David Gilmour Reveals His 5 Favorite Pink Floyd Songs

David Gilmour Reveals His 5 Favorite Pink Floyd Songs | I Love Classic Rock Videos

via David Gilmour / Youtube

Like most progressive-rock fans there is, David Gilmour is also quite sure that Pink Floyd’s songs are the best of all time. He recalls having a lot of favorites in every album era, but we’ve rounded up to these 5 tracks that truly marked Gilmour’s passion with his group’s repertoire.

 

“Comfortably Numb” – The Wall (1979)

“I remember having the flu or something, an infection with a temperature of 105 and being delirious,” Roger Waters once revealed. “It wasn’t like the hands looked like balloons, but they looked way too big, frightening. A lot of people think those lines are about masturbation.
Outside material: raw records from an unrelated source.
//! Answer generation via external LLM chat-completion APIs.
//!
//! OpenAI and Groq share the `chat/completions` format. Anthropic uses the
//! Messages API with the system prompt as a top-level field.

use futures::future::BoxFuture;
use futures::FutureExt;
use reqwest::Client;
use serde_json::{json, Value};
use tracing::{debug, error};

use crate::config::ResolvedProvider;
use crate::types::{ChatMessage, LLMProvider};
use docqa_core::{Error, Result};

pub const SYSTEM_PROMPT: &str =
    "You are a helpful assistant that answers questions based on the provided context of the pdf.";

const OPENAI_URL: &str = "https://api.openai.com/v1/chat/completions";
const GROQ_URL: &str = "https://api.groq.com/openai/v1/chat/completions";
const ANTHROPIC_URL: &str = "https://api.anthropic.com/v1/messages";
const ANTHROPIC_VERSION: &str = "2023-06-01";
/// Anthropic requires an explicit output budget.
const ANTHROPIC_MAX_TOKENS: usize = 1024;

/// Produces an answer to a question from retrieved context.
///
/// Failures are reported as [`Error::AnswerService`]. Implementations do not
/// retry.
pub trait AnswerService: Send + Sync {
    fn answer<'a>(&'a self, question: &'a str, context: &'a str) -> BoxFuture<'a, Result<String>>;
}

/// Join retrieved passages into one context string.
pub fn build_context<S: AsRef<str>>(chunks: &[S]) -> String {
    chunks
        .iter()
        .map(AsRef::as_ref)
        .collect::<Vec<_>>()
        .join("\n")
}

/// System prompt plus the context/question user message.
pub fn build_messages(question: &str, context: &str) -> Vec<ChatMessage> {
    vec![
        ChatMessage::system(SYSTEM_PROMPT),
        ChatMessage::user(format!("Context: {context}\n\nQuestion: {question}")),
    ]
}

/// [`AnswerService`] backed by a hosted LLM.
pub struct LlmAnswerService {
    client: Client,
    provider: ResolvedProvider,
    endpoint: String,
}

impl LlmAnswerService {
    pub fn new(provider: ResolvedProvider) -> Self {
        Self::with_client(Client::new(), provider)
    }

    pub fn with_client(client: Client, provider: ResolvedProvider) -> Self {
        let endpoint = default_endpoint(provider.provider).to_string();
        Self {
            client,
            provider,
            endpoint,
        }
    }

    /// Send requests to `endpoint` instead of the provider's public API.
    pub fn with_endpoint(mut self, endpoint: impl Into<String>) -> Self {
        self.endpoint = endpoint.into();
        self
    }

    pub fn provider(&self) -> &ResolvedProvider {
        &self.provider
    }

    pub fn endpoint(&self) -> &str {
        &self.endpoint
    }

    async fn complete(&self, messages: Vec<ChatMessage>) -> Result<String> {
        let ResolvedProvider {
            provider,
            model,
            api_key,
        } = &self.provider;

        let request = match provider {
            LLMProvider::OpenAI | LLMProvider::Groq => self
                .client
                .post(&self.endpoint)
                .header("Authorization", format!("Bearer {}", api_key))
                .json(&openai_body(model, &messages)),
            LLMProvider::Anthropic => self
                .client
                .post(&self.endpoint)
                .header("x-api-key", api_key)
                .header("anthropic-version", ANTHROPIC_VERSION)
                .json(&anthropic_body(model, &messages)),
        };

        debug!("Requesting answer from {} with model {}", provider, model);

        let response = request
            .send()
            .await
            .map_err(|e| Error::AnswerService(format!("Request failed: {}", e)))?;

        let status = response.status();
        if !status.is_success() {
            let body = response.text().await.unwrap_or_default();
            error!("{} API error {}: {}", provider, status, body);
            return Err(Error::AnswerService(format!("API error {}: {}", status, body)));
        }

        let body: Value = response
            .json()
            .await
            .map_err(|e| Error::AnswerService(format!("Invalid response body: {}", e)))?;

        match provider {
            LLMProvider::OpenAI | LLMProvider::Groq => parse_openai_response(&body),
            LLMProvider::Anthropic => parse_anthropic_response(&body),
        }
    }
}

impl AnswerService for LlmAnswerService {
    fn answer<'a>(&'a self, question: &'a str, context: &'a str) -> BoxFuture<'a, Result<String>> {
        self.complete(build_messages(question, context)).boxed()
    }
}

fn default_endpoint(provider: LLMProvider) -> &'static str {
    match provider {
        LLMProvider::OpenAI => OPENAI_URL,
        LLMProvider::Groq => GROQ_URL,
        LLMProvider::Anthropic => ANTHROPIC_URL,
    }
}

fn openai_body(model: &str, messages: &[ChatMessage]) -> Value {
    json!({
        "model": model,
        "messages": messages,
    })
}

fn anthropic_body(model: &str, messages: &[ChatMessage]) -> Value {
    let system: Vec<&str> = messages
        .iter()
        .filter(|m| m.role == "system")
        .map(|m| m.content.as_str())
        .collect();
    let conversation: Vec<&ChatMessage> = messages.iter().filter(|m| m.role != "system").collect();

    let mut body = json!({
        "model": model,
        "messages": conversation,
        "max_tokens": ANTHROPIC_MAX_TOKENS,
    });
    if !system.is_empty() {
        body["system"] = json!(system.join("\n"));
    }
    body
}

/// `choices[0].message.content` of a chat completion.
pub fn parse_openai_response(body: &Value) -> Result<String> {
    body["choices"][0]["message"]["content"]
        .as_str()
        .map(str::to_string)
        .ok_or_else(|| Error::AnswerService("response has no message content".into()))
}

/// Concatenated text blocks of a Messages API response.
pub fn parse_anthropic_response(body: &Value) -> Result<String> {
    let blocks = body["content"]
        .as_array()
        .ok_or_else(|| Error::AnswerService("response has no content blocks".into()))?;
    Ok(blocks
        .iter()
        .filter(|b| b["type"] == "text")
        .filter_map(|b| b["text"].as_str())
        .collect())
}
God knows why.” The unnerving song “Comfortably Numb” is part of the greater narrative of Pink Floyd’s 11th album The Wall, which revolved around a shattered and alienated rock star named Pink, who was inspired by Waters’ reaction to a muscle relaxant he was taken after catching hepatitis during the band’s In the Flesh Tour.

“Shine On You Crazy Diamond” – Wish You Were Here (1975)

Wish You Were Here is best summed up with “Shine On You Crazy Diamond,” a nine-part homage to Barrett penned by Gilmour, Waters, and Wright. Barrett dropped into the band’s session at Abbey Road Studios to listen to them fine-tune the final mix of Wish You Were Here, a song specifically composed for him.

“Echoes” – Meddle (1971)

Meddle is Pink Floyd’s sixth studio album, and “Echoes,” the album’s sixth and last track, spans the full duration of the album’s second side at over 23 and a half minutes. Roger Waters’ lyrics in “Echoes” explore human relationships via a medley of contrasting musical ideas.

“The Great Gig In The Sky” – The Dark Side of the Moon (1973)

With its noises, spoken word, vocals, and entire tracks, Dark Side of the Moon explores themes including greed, mortality, mental health, and the passage of time. Clare Torry, a studio vocalist, and the late Pink Floyd keyboardist Richard Wright wrote “The Great Gig In The Sky.” The song had gone through multiple revisions with the band before Torry walked in, and she ended up performing the vocals without lyrics.

“Wish You Were Here” – Wish You Were Here (1975)

According to Gilmour, “Wish You Were Here” is also connected to the band’s founding member Syd Barrett, even though the song deals with several issues, including absence, withdrawal, and living a fuller life. Before his death from pancreatic cancer in 2006, singer, guitarist, and early composer Barrett quit the band in 1968 and battled mental health concerns.